SummerFest Music Director Cho-Liang Lin chose this work as the centerpiece for Tuesday’s (August 16) concert, which he aptly titled “A Spiritual Journey,” working up to it with lesser works by Messiaen’s fellow countrymen Gabriel Fauré and Henri Dutilleux. An unprogrammed addition, the middle movement of the late American composer Steven Stucky’s Violin Sonata, expanded the spiritual scope of the evening.
Messiaen’s quartet is not scored for the usual string quartet, but rather for piano, violin, clarinet andcello, the instrumentalists available to the comopser when he was incarcerated. Tuesday’s SummerFest performers gave Messiaen his due and then some, deftly balancing the contradiction of the work’s urgency and its sense of timelessness. None of the players, however, matched clarinetist Burt Hara’s striking concentration, immaculately controlled dynamic shading, and transcendent phrasing, from his chant-like invocation in the first movement, “Crystal Liturgy,” to his part in the ecstatic parallel octaves of “The Dance of Furor.”
Pianist John Novacek made his strongest impression creating the composer’s cloud-like apparitions of delicate repeated chords in the slow movements, and violinist Kristin Lee’s aetherial, breath-taking solo in the final movement, “Praise to the Immortality of Jesus,” suspended time. I found cellist John Sharp’s focus somewhat inconsistent, but when he was on, for instance in his heavenly incantation that opened the “Clusters of Rainbows,” his lines soared eloquently. Among the memorable ensemble sections, the clamorous beauty that came through the dense, rhythmically complex movement “The Angel Who Announces the End of Time” fearlessly evoked the apocalyptic vision of Messiaen’s title.
As a memorial to the American composer Steven Stucky, who died in February of this year, Cho-Liang Lin played the middle movement of Stucky’s Violin Sonata, accompanied by John Novacek. While Lin’s sublime performance of the gorgeous, rhapsodic violin part amplified the program’s “Spiritual Journey” theme, the selection of this Sonata had particular congruence. The La Jolla Music Society had commissioned Stucky’s Violin Sonata for the 2013 SummerFest, and Lin had premiered the work on the Sherwood Auditorium stage exactly three years ago to the day.

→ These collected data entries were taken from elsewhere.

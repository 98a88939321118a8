//! Domain models: tiers, categories, task links and the catalog task itself.
//!
//! The classification rules that several components need (tier redirection,
//! which positional slot a category uses, which categories a tier offers) live
//! here as plain functions on the closed enums, so every caller asks the same
//! question the same way.

use chrono::{DateTime, Utc};
use serde::{Deserialize, Serialize};

/// Conversation identity as reported by the chat transport.
pub type ConversationId = i64;

pub const MIN_GRADE: i32 = 5;
pub const MAX_GRADE: i32 = 11;

/// Difficulty / track of a task.
#[derive(Clone, Copy, Debug, Serialize, Deserialize, PartialEq, Eq, Hash, PartialOrd, Ord)]
pub enum Tier {
  Regular,
  Profile,
  Inverted,
}

impl Tier {
  pub const ALL: [Tier; 3] = [Tier::Regular, Tier::Profile, Tier::Inverted];

  pub fn ordinal(self) -> u8 {
    match self {
      Tier::Regular => 0,
      Tier::Profile => 1,
      Tier::Inverted => 2,
    }
  }

  pub fn from_ordinal(n: u8) -> Option<Self> {
    Self::ALL.get(n as usize).copied()
  }

  /// Tier actually stored/queried for `category`.
  /// Inverted has no demo, control or test content of its own; those live under Regular.
  pub fn effective_for(self, category: Category) -> Tier {
    match (self, category) {
      (Tier::Inverted, Category::Demo | Category::ControlWork | Category::Test) => Tier::Regular,
      (tier, _) => tier,
    }
  }

  /// Whether `category` is legal under this tier, counting the Regular redirect.
  pub fn admits(self, category: Category) -> bool {
    self.effective_for(category).categories().contains(&category)
  }

  /// Categories a user may pick after choosing this tier.
  pub fn categories(self) -> &'static [Category] {
    match self {
      Tier::Inverted => &[Category::Theory, Category::Homework],
      Tier::Regular | Tier::Profile => &[Category::Homework, Category::Test, Category::Demo, Category::ControlWork],
    }
  }
}

/// Kind of assignment.
#[derive(Clone, Copy, Debug, Serialize, Deserialize, PartialEq, Eq, Hash, PartialOrd, Ord)]
pub enum Category {
  Homework,
  Test,
  Demo,
  ControlWork,
  Theory,
}

/// Which positional field locates a task inside its category.
#[derive(Clone, Copy, Debug, PartialEq, Eq)]
pub enum PositionKind {
  Lesson,
  Semester,
}

impl Category {
  pub const ALL: [Category; 5] = [
    Category::Homework,
    Category::Test,
    Category::Demo,
    Category::ControlWork,
    Category::Theory,
  ];

  pub fn ordinal(self) -> u8 {
    match self {
      Category::Homework => 0,
      Category::Test => 1,
      Category::Demo => 2,
      Category::ControlWork => 3,
      Category::Theory => 4,
    }
  }

  pub fn from_ordinal(n: u8) -> Option<Self> {
    Self::ALL.get(n as usize).copied()
  }

  pub fn position_kind(self) -> PositionKind {
    match self {
      Category::Demo | Category::ControlWork => PositionKind::Semester,
      Category::Homework | Category::Test | Category::Theory => PositionKind::Lesson,
    }
  }

  /// Every current category is indexed by task number; kept as a rule so the
  /// protocol and the resolver branch on one definition.
  pub fn needs_task_order(self) -> bool {
    matches!(
      self,
      Category::Homework | Category::ControlWork | Category::Test | Category::Theory | Category::Demo
    )
  }

  /// ControlWork and Test recur as parallel forms and are numbered by variant.
  pub fn has_variants(self) -> bool {
    matches!(self, Category::ControlWork | Category::Test)
  }
}

/// Source link identifiers, the natural key of a task.
#[derive(Clone, Debug, Serialize, Deserialize, PartialEq, Eq, Hash)]
#[serde(rename_all = "camelCase")]
pub struct TaskLink {
  pub lesson_number: String,
  pub task_number: String,
}

impl TaskLink {
  pub fn url(&self) -> String {
    format!("https://foxford.ru/lessons/{}/tasks/{}", self.lesson_number, self.task_number)
  }
}

/// A catalog record as stored and exported.
#[derive(Clone, Debug, Serialize, Deserialize, PartialEq)]
#[serde(rename_all = "camelCase")]
pub struct Task {
  #[serde(default)] pub id: i64,
  #[serde(flatten)] pub link: TaskLink,
  pub grade: i32,
  pub subject: String,
  pub tier: Tier,
  pub category: Category,
  #[serde(default)] pub lesson_order: Option<i32>,
  #[serde(default)] pub task_order: Option<i32>,
  #[serde(default)] pub variant: Option<i32>,
  #[serde(default)] pub semester: Option<i32>,
  #[serde(default)] pub media: Vec<String>,
  pub created_at: DateTime<Utc>,
  #[serde(default)] pub is_moderated: bool,
  #[serde(default)] pub submitted_by: ConversationId,
}

impl Task {
  /// Lesson or semester, whichever the category uses.
  pub fn position(&self) -> Option<i32> {
    match self.category.position_kind() {
      PositionKind::Lesson => self.lesson_order,
      PositionKind::Semester => self.semester,
    }
  }

  pub fn scope(&self) -> FacetScope {
    FacetScope {
      grade: self.grade,
      subject: self.subject.clone(),
      tier: self.tier,
      category: self.category,
    }
  }
}

/// A task ready to be inserted: everything except the store-assigned fields.
#[derive(Clone, Debug, PartialEq)]
pub struct NewTask {
  pub link: TaskLink,
  pub grade: i32,
  pub subject: String,
  pub tier: Tier,
  pub category: Category,
  pub position: Option<i32>,
  pub task_order: Option<i32>,
  /// Requested variant; only honoured on import, fresh submissions leave it empty.
  pub variant: Option<i32>,
  pub media: Vec<String>,
  pub is_moderated: bool,
  pub submitted_by: ConversationId,
  pub created_at: Option<DateTime<Utc>>,
}

impl NewTask {
  /// Apply tier redirection and drop fields the category does not use.
  pub fn canonical(mut self) -> Self {
    self.tier = self.tier.effective_for(self.category);
    if !self.category.needs_task_order() {
      self.task_order = None;
    }
    if !(self.category.has_variants() && self.task_order.is_some()) {
      self.variant = None;
    }
    self
  }

  pub fn lesson_order(&self) -> Option<i32> {
    match self.category.position_kind() {
      PositionKind::Lesson => self.position,
      PositionKind::Semester => None,
    }
  }

  pub fn semester(&self) -> Option<i32> {
    match self.category.position_kind() {
      PositionKind::Semester => self.position,
      PositionKind::Lesson => None,
    }
  }

  /// Rebuild an insert candidate from an exported record.
  pub fn from_record(task: Task) -> Self {
    let position = task.position();
    NewTask {
      link: task.link,
      grade: task.grade,
      subject: task.subject,
      tier: task.tier,
      category: task.category,
      position,
      task_order: task.task_order,
      variant: task.variant,
      media: task.media,
      is_moderated: task.is_moderated,
      submitted_by: task.submitted_by,
      created_at: Some(task.created_at),
    }
  }
}

/// Grade/subject/tier/category: the facets shared by every positional query.
#[derive(Clone, Debug, PartialEq, Eq)]
pub struct FacetScope {
  pub grade: i32,
  pub subject: String,
  pub tier: Tier,
  pub category: Category,
}

impl FacetScope {
  pub fn effective_tier(&self) -> Tier {
    self.tier.effective_for(self.category)
  }
}

/// Counters shown on the curator panel.
#[derive(Clone, Debug, Default, Serialize)]
#[serde(rename_all = "camelCase")]
pub struct Statistics {
  pub total_users: i64,
  pub total_tasks: i64,
  pub pending_tasks: i64,
  pub last_task_added: Option<DateTime<Utc>>,
  pub last_task_requested: Option<DateTime<Utc>>,
}

/// Who is sending a turn; display fields only.
#[derive(Clone, Debug, Default, Serialize, Deserialize)]
#[serde(rename_all = "camelCase")]
pub struct SenderInfo {
  #[serde(default)] pub first_name: Option<String>,
  #[serde(default)] pub username: Option<String>,
}

pub fn tier_label(tier: Tier) -> &'static str {
  match tier {
    Tier::Regular => "Обычный",
    Tier::Profile => "Профильный",
    Tier::Inverted => "Перевернутый",
  }
}

pub fn category_label(category: Category) -> &'static str {
  match category {
    Category::Homework => "Домашняя работа",
    Category::Test => "Проверочная",
    Category::Demo => "Демоверсия",
    Category::ControlWork => "Контрольная",
    Category::Theory => "Задачи по теории",
  }
}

Although it is easy to see some similarities in compositional approach between Messiaen and slightly younger Henri Dutilleux, the latter carved out his more studied, condensed style under no one’s shadow. He produced only a few chamber works, and his 1976 String Quartet “Thus the Night” is arguably the best known. Dutilleux’s use of his night theme is moderately puzzling—he employs neither the scary effects of Béla Bartók’s “night music” movements nor the nostalgic sweetness of, say, a Chopin nocturne.
In the work’s 20-minute span, Dutilleux carves out seven distinct movements, with several short transitional bridges in addition. But each movement is devoted to a musical idea, e.g. the second movement is a study of pizzicato applied to different textures and at different tempos, rather than to some pictorial aspect of night.The Escher String Quartet returned to give a consummate, beautifully detailed account of “Thus the Night,” no doubt winning new friends for this lesser-known French master of the last century.
Fauré completed his Piano Trio in D Minor, Op. 120, in 1923, but its harmonies, shapely themes, and neatly balanced textures belong to the late 19th century. The Beacon Street Trio—violinist Luke Hsu, cellist Rainer Crosett, and pianist Sophie Scolnik-Brower—a young ensemble of New England musicians, made a reasonable case for this piano trio, although it is not one of Fauré’s more engaging works.
The composer went through the motions he had acquired at an early age, but at age 77 ill health and isolation had dampened the optimism so characteristic of the music he wrote in his prime.
This concert was presented by the La Jolla Music Society on August 16, 2016, in the San Diego Museum of Contemporary Art’s Sherwood Auditorium. The organization’s SummerFest continues through Friday, August 26, 2016, in the same venue.